Booming Tourism Growth Hits Popular Hawaii Neighbor Islands

Big Shift As Hawaii Tourism Boom Crushes Neighbor Islands +21%

Digging into dramatic growth in Hawaii tourism this summer, we were surprised at just how popular the neighbor islands have become in comparison to Honolulu. Read on for what that means on your next Hawaii vacation and how to cope. In fact, one neighbor island’s domestic visitor arrivals just rose 21% compared with the same period pre-Covid.
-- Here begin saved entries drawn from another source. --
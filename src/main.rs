//! CLI entry point for the Hilbert knot renderer

use clap::Parser;
use knotwork::io::cli::{Cli, KnotRenderer};

fn main() -> knotwork::Result<()> {
    env_logger::Builder::from_env(env_logger::Env::default().default_filter_or("warn")).init();

    let cli = Cli::parse();
    let renderer = KnotRenderer::new(cli);
    renderer.run()
}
TSA piped up about summer tourism in general, stating what’s obvious here in Hawaii, too. Spokesperson Lisa Farbstein said that last Friday, the TSA had “the highest checkpoint volume since February 11, 2020.” In total they screened nearly 2.5 million passengers. She said “Get to the airport early, it’s busy!”
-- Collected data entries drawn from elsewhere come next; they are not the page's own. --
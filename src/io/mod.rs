//! Input/output: drawing surface, configuration, errors and the command line

/// Raster drawing surface
pub mod canvas;
/// Command-line parsing and render driver
pub mod cli;
/// Rendering constants and defaults
pub mod configuration;
/// Error types
pub mod error;
/// Terminal preview of a finished render
pub mod preview;
/// Render progress display
pub mod progress;
//! Immutable color table binding each motif category to an RGBA color

use image::Rgba;

use crate::io::error::{KnotError, Result};
use crate::spatial::symbols::Symbol;

/// Color bound to every motif category
///
/// Built once and passed by reference to everything that paints. The table
/// is indexed by [`Symbol::index`] so every category always has a color.
#[derive(Debug, Clone, PartialEq, Eq)]
pub struct Palette {
    colors: [Rgba<u8>; 4],
}

impl Default for Palette {
    fn default() -> Self {
        Self {
            colors: [
                Rgba([0xcc, 0xdd, 0xff, 0xff]), // light blue
                Rgba([0x00, 0x00, 0x00, 0xff]), // black
                Rgba([0xff, 0xcc, 0x00, 0xff]), // amber
                Rgba([0xff, 0x00, 0x00, 0xff]), // red
            ],
        }
    }
}

impl Palette {
    /// Color painted for a category
    pub fn color(&self, symbol: Symbol) -> Rgba<u8> {
        self.colors
            .get(symbol.index())
            .copied()
            .unwrap_or(Rgba([0, 0, 0, 0xff]))
    }

    /// Return a copy of this palette with one category recolored
    #[must_use]
    pub fn with_color(mut self, symbol: Symbol, color: Rgba<u8>) -> Self {
        if let Some(slot) = self.colors.get_mut(symbol.index()) {
            *slot = color;
        }
        self
    }

    /// Apply a sequence of `(category, color)` overrides on top of this palette
    #[must_use]
    pub fn with_overrides<'a, I>(self, overrides: I) -> Self
    where
        I: IntoIterator<Item = &'a ColorOverride>,
    {
        overrides
            .into_iter()
            .fold(self, |palette, entry| palette.with_color(entry.symbol, entry.color))
    }
}

/// A single palette override, written `GLYPH=HEX` on the command line
#[derive(Debug, Clone, Copy, PartialEq, Eq)]
pub struct ColorOverride {
    /// Category being recolored
    pub symbol: Symbol,
    /// Replacement color
    pub color: Rgba<u8>,
}

impl std::str::FromStr for ColorOverride {
    type Err = KnotError;

    fn from_str(text: &str) -> Result<Self> {
        let (glyph_text, hex) = text.split_once('=').ok_or_else(|| KnotError::InvalidColor {
            value: text.to_string(),
            reason: "expected GLYPH=HEX, e.g. '~=#fc0'".to_string(),
        })?;

        let mut glyphs = glyph_text.chars();
        let glyph = match (glyphs.next(), glyphs.next()) {
            (Some(glyph), None) => glyph,
            _ => {
                return Err(KnotError::InvalidColor {
                    value: text.to_string(),
                    reason: "category must be a single glyph".to_string(),
                });
            }
        };

        let symbol = Symbol::from_glyph(glyph).ok_or_else(|| KnotError::InvalidColor {
            value: text.to_string(),
            reason: "unknown category glyph".to_string(),
        })?;

        Ok(Self {
            symbol,
            color: parse_hex_color(hex)?,
        })
    }
}

/// Parse a `#rgb` or `#rrggbb` color into an opaque RGBA value
///
/// # Errors
///
/// Returns an error if the text lacks the leading `#`, has the wrong number
/// of digits, or contains non-hexadecimal characters
pub fn parse_hex_color(text: &str) -> Result<Rgba<u8>> {
    let invalid = |reason: &str| KnotError::InvalidColor {
        value: text.to_string(),
        reason: reason.to_string(),
    };

    let digits = text
        .strip_prefix('#')
        .ok_or_else(|| invalid("missing leading '#'"))?;

    let nibbles = digits
        .chars()
        .map(|c| c.to_digit(16).map(|d| d as u8))
        .collect::<Option<Vec<u8>>>()
        .ok_or_else(|| invalid("contains non-hexadecimal digits"))?;

    let channels: Vec<u8> = match nibbles.len() {
        3 => nibbles.iter().map(|&n| n * 0x11).collect(),
        6 => nibbles.chunks(2).map(|pair| pair.iter().fold(0, |acc, &n| acc * 16 + n)).collect(),
        _ => return Err(invalid("expected 3 or 6 hexadecimal digits")),
    };

    match channels.as_slice() {
        [r, g, b] => Ok(Rgba([*r, *g, *b, 0xff])),
        _ => Err(invalid("expected 3 or 6 hexadecimal digits")),
    }
}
That was confirmed to us as well by Hawaiian Airlines spokesperson Alex DaSilva, who told us, “the one constant this summer is the volume of travelers (overall airport congestion).

The state of Hawaii concurs, saying that as “tourism recovery continues, employment has increased and… labor shortages have put some limit on the growth.”

Hawaii visitors shifting to lower-density, neighbor island experiences.

As far back as this spring, the state’s data indicated the recovery “was robust especially on the neighbor islands.” That trend is continuing and even accelerating further.

The Big Island, Kauai, and Maui have all pulled far ahead of Honolulu in domestic visitor growth, since the state’s last data set from April. At that time, Maui was +3%, Big Island was +8% and Kauai was +9% ahead. That has since changed significantly, as you’ll see below.

Honolulu domestic visitor arrivals June 2022. Unchanged.

So far this month (through June 26), there have been 375,863 domestic visitor arrivals. That compared with virtually the same number in 2019, which was 375,659.

Maui domestic visitor arrivals June 2022. +7%.

This month (through June 26), 216,298 domestic passenger arrivals have occurred on Maui. That compared to 203,018 in June 2019.

Kauai domestic visitor arrivals June 2022. +21%.

In June, to date (through June 26), there have been 79,628 domestic passenger arrivals. That compared to 65,586 in 2019.

Big Island domestic visitor arrivals June 2022 +19%.

In the first 26 days of June, there have been 106,323 domestical passenger arrivals. That compares to 89,321 in 2019.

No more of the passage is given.